Anyway, for any basic point source+horn system, CD horn EQ [LCR network] to level match [tonally balance] the horn to the woofer is required, which in turn unfortunately shelves down the HF, which wasn't a problem when these systems were conceived since there were no recordings with any to speak of and the amp's high output impedance had a built in 'smiley face' EQ to boost the low/high ends, then later they just added bass, treble controls via variable damping [DF] to 'boost' it further.

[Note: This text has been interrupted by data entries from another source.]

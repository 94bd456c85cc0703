//! Threadsmith CLI - drafts, scores, and reviews social thread candidates.
//!
//! Provides a `threadsmith` command that drives the agent pipeline from
//! declarative TOML configuration.

mod commands;

use clap::{Parser, Subcommand};
use std::path::PathBuf;
use tracing::Level;
use tracing_subscriber::FmtSubscriber;

/// Threadsmith CLI - multi-agent thread drafting pipeline
#[derive(Parser, Debug)]
#[command(
    name = "threadsmith",
    author,
    version,
    about = "Threadsmith - multi-agent thread drafting pipeline",
    long_about = "Threadsmith runs a fixed research, draft, score, review pipeline over \
                  configurable agent personas to produce three platform-ready thread \
                  candidates with virality scores and an editorial review."
)]
struct Args {
    /// Log level (trace, debug, info, warn, error)
    #[arg(short, long, default_value = "info", global = true)]
    log_level: String,

    #[command(subcommand)]
    command: Command,
}

#[derive(Subcommand, Debug)]
enum Command {
    /// Run the full pipeline for a topic
    ///
    /// Loads agents.toml and tasks.toml from the config directory, assembles
    /// the crew, and runs research, drafting, scoring, and review in order.
    Run {
        /// Topic the threads are about
        #[arg(long)]
        topic: String,

        /// Target platform (e.g., "Twitter", "LinkedIn")
        #[arg(long)]
        platform: String,

        /// Audience the threads should land with
        #[arg(long = "audience")]
        target_audience: String,

        /// Directory holding agents.toml and tasks.toml
        #[arg(long, default_value = "config")]
        config_dir: PathBuf,

        /// Model provider (claude, openai, mock)
        #[arg(long, default_value = "claude")]
        provider: String,

        /// Model ID override (defaults per provider)
        #[arg(long)]
        model: Option<String>,

        /// Output the final result as JSON
        #[arg(long)]
        json: bool,
    },

    /// Validate configuration and report credential status
    ///
    /// Builds the crew from configuration without calling any model, then
    /// reports the agent roster, task wiring, and which API keys are set.
    Check {
        /// Directory holding agents.toml and tasks.toml
        #[arg(long, default_value = "config")]
        config_dir: PathBuf,

        /// Output the report as JSON
        #[arg(long)]
        json: bool,
    },
}

#[tokio::main]
async fn main() -> anyhow::Result<()> {
    let args = Args::parse();

    let level = match args.log_level.as_str() {
        "trace" => Level::TRACE,
        "debug" => Level::DEBUG,
        "info" => Level::INFO,
        "warn" => Level::WARN,
        "error" => Level::ERROR,
        _ => Level::INFO,
    };

    let subscriber =
        FmtSubscriber::builder().with_max_level(level).without_time().with_target(false).finish();
    tracing::subscriber::set_global_default(subscriber)?;

    match args.command {
        Command::Run { topic, platform, target_audience, config_dir, provider, model, json } => {
            commands::run::execute(topic, platform, target_audience, &config_dir, &provider, model, json)
                .await
        }
        Command::Check { config_dir, json } => commands::check::execute(&config_dir, json),
    }
}
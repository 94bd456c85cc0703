// Tool abstractions for agent capabilities
//
// A Tool is a callable capability granted to an agent at construction.
// Tool failures are hard errors: they fail the run rather than being
// reported back to the model for another attempt.

use async_trait::async_trait;
use serde::{Deserialize, Serialize};
use serde_json::Value;
use std::collections::{BTreeMap, HashMap};
use std::sync::Arc;

use crate::error::Result;

/// JSON-schema-shaped parameter declaration, rendered into the system
/// prompt so the model knows how to call the tool.
///
/// Properties are kept ordered so the rendered schema is stable across
/// runs.
#[derive(Debug, Clone, Serialize, Deserialize)]
pub struct ToolParameters {
    /// Schema type, always "object".
    #[serde(rename = "type")]
    pub param_type: String,
    /// Declared properties, by name.
    pub properties: BTreeMap<String, PropertySpec>,
    /// Names of the properties a call must supply.
    pub required: Vec<String>,
}

/// One declared tool parameter.
#[derive(Debug, Clone, Serialize, Deserialize)]
pub struct PropertySpec {
    /// Value type ("string", "number", ...).
    #[serde(rename = "type")]
    pub property_type: String,
    /// What the parameter means, shown to the model.
    pub description: String,
}

impl ToolParameters {
    /// Creates an empty parameter schema.
    #[must_use]
    pub fn new() -> Self {
        Self { param_type: "object".to_string(), properties: BTreeMap::new(), required: Vec::new() }
    }

    /// Declares a parameter every call must supply.
    #[must_use]
    pub fn required(mut self, name: &str, property_type: &str, description: &str) -> Self {
        self.required.push(name.to_string());
        self.properties.insert(
            name.to_string(),
            PropertySpec {
                property_type: property_type.to_string(),
                description: description.to_string(),
            },
        );
        self
    }

    /// Declares a parameter calls may omit.
    #[must_use]
    pub fn optional(mut self, name: &str, property_type: &str, description: &str) -> Self {
        self.properties.insert(
            name.to_string(),
            PropertySpec {
                property_type: property_type.to_string(),
                description: description.to_string(),
            },
        );
        self
    }
}

impl Default for ToolParameters {
    fn default() -> Self {
        Self::new()
    }
}

/// The argument object a tool call carried, as raw JSON.
#[derive(Debug, Clone)]
pub struct ToolArguments {
    raw: Value,
}

impl ToolArguments {
    /// Wraps the argument value of one tool call.
    #[must_use]
    pub fn new(raw: Value) -> Self {
        Self { raw }
    }

    /// Reads a string argument by key.
    #[must_use]
    pub fn string(&self, key: &str) -> Option<String> {
        self.raw.get(key)?.as_str().map(str::to_string)
    }

    /// Reads an integer argument by key.
    #[must_use]
    pub fn integer(&self, key: &str) -> Option<i64> {
        self.raw.get(key)?.as_i64()
    }

    /// The untouched argument JSON.
    #[must_use]
    pub fn raw(&self) -> &Value {
        &self.raw
    }
}

/// What a tool invocation produced.
#[derive(Debug, Clone, Serialize, Deserialize)]
pub struct ToolResult {
    /// Rendered output handed back to the model.
    pub output: String,
    /// Invocation metadata (result counts and the like).
    #[serde(default)]
    pub metadata: HashMap<String, String>,
}

impl ToolResult {
    /// Creates a result from rendered output.
    pub fn new(output: impl Into<String>) -> Self {
        Self { output: output.into(), metadata: HashMap::new() }
    }

    /// Attaches one metadata entry.
    #[must_use]
    pub fn with_metadata(mut self, key: impl Into<String>, value: impl Into<String>) -> Self {
        self.metadata.insert(key.into(), value.into());
        self
    }
}

/// Executes tool invocations.
#[async_trait]
pub trait ToolHandler: Send + Sync {
    /// Runs the tool against the given arguments.
    async fn execute(&self, args: &ToolArguments) -> Result<ToolResult>;
}

/// A callable capability an agent can be granted.
#[derive(Clone)]
pub struct Tool {
    /// Name the model calls the tool by.
    pub name: String,
    /// What the tool does, shown to the model.
    pub description: String,
    /// Declared parameters.
    pub parameters: ToolParameters,
    /// The implementation behind the declaration.
    pub handler: Arc<dyn ToolHandler>,
}

impl Tool {
    /// Creates a tool from its declaration and handler.
    pub fn new(
        name: impl Into<String>,
        description: impl Into<String>,
        parameters: ToolParameters,
        handler: Arc<dyn ToolHandler>,
    ) -> Self {
        Self { name: name.into(), description: description.into(), parameters, handler }
    }

    /// Invokes the tool.
    pub async fn execute(&self, args: &ToolArguments) -> Result<ToolResult> {
        self.handler.execute(args).await
    }
}

// Handlers carry no useful Debug of their own.
impl std::fmt::Debug for Tool {
    fn fmt(&self, f: &mut std::fmt::Formatter<'_>) -> std::fmt::Result {
        f.debug_struct("Tool")
            .field("name", &self.name)
            .field("description", &self.description)
            .field("parameters", &self.parameters)
            .finish_non_exhaustive()
    }
}

#[cfg(test)]
mod tests {
    use super::*;

    #[test]
    fn test_tool_parameters_track_required_names() {
        let params = ToolParameters::new()
            .required("query", "string", "The search query")
            .optional("limit", "number", "Result count");

        assert_eq!(params.properties.len(), 2);
        assert_eq!(params.required, vec!["query".to_string()]);
        assert_eq!(params.properties["limit"].property_type, "number");
    }

    #[test]
    fn test_tool_parameters_serialize_ordered() {
        let params = ToolParameters::new()
            .required("query", "string", "The search query")
            .optional("limit", "number", "Result count");

        // BTreeMap keeps the schema stable: limit sorts before query.
        let json = serde_json::to_string(&params).unwrap();
        assert!(json.find("limit").unwrap() < json.find("query").unwrap());
        assert!(json.contains("\"type\":\"object\""));
    }

    #[test]
    fn test_tool_arguments_accessors() {
        let args = ToolArguments::new(serde_json::json!({
            "query": "dev burnout memes",
            "limit": 5
        }));

        assert_eq!(args.string("query"), Some("dev burnout memes".to_string()));
        assert_eq!(args.integer("limit"), Some(5));
        assert_eq!(args.string("missing"), None);
        assert!(args.raw().is_object());
    }

    #[test]
    fn test_tool_result_metadata() {
        let result = ToolResult::new("3 results").with_metadata("results", "3");

        assert_eq!(result.output, "3 results");
        assert_eq!(result.metadata.get("results"), Some(&"3".to_string()));
    }
}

Most of us nowadays don't have the proper tube electronics to do it up right, complete with the 'flabby'/loose bass as the trade-off, but we can easily do similar by adjusting the horn/woofer's tonal balance with the horn's attenuator and once this is dialed in we can 'lift up' the HF to blend in by adding a by-pass cap around it, i.e. essentially do what the M19's fancy XO allows.

IIRC 0.1-1 uF was the most used range way back when, but let your ears rule since we as a species have incredibly poor HF hearing once we get a little age on us and room acoustics, signal chains varies greatly. Zobels are only really needed for when there's a high output impedance source or have a complex passive XO and even then only if you're wanting a very flat frequency response like is required in a studio monitor type app.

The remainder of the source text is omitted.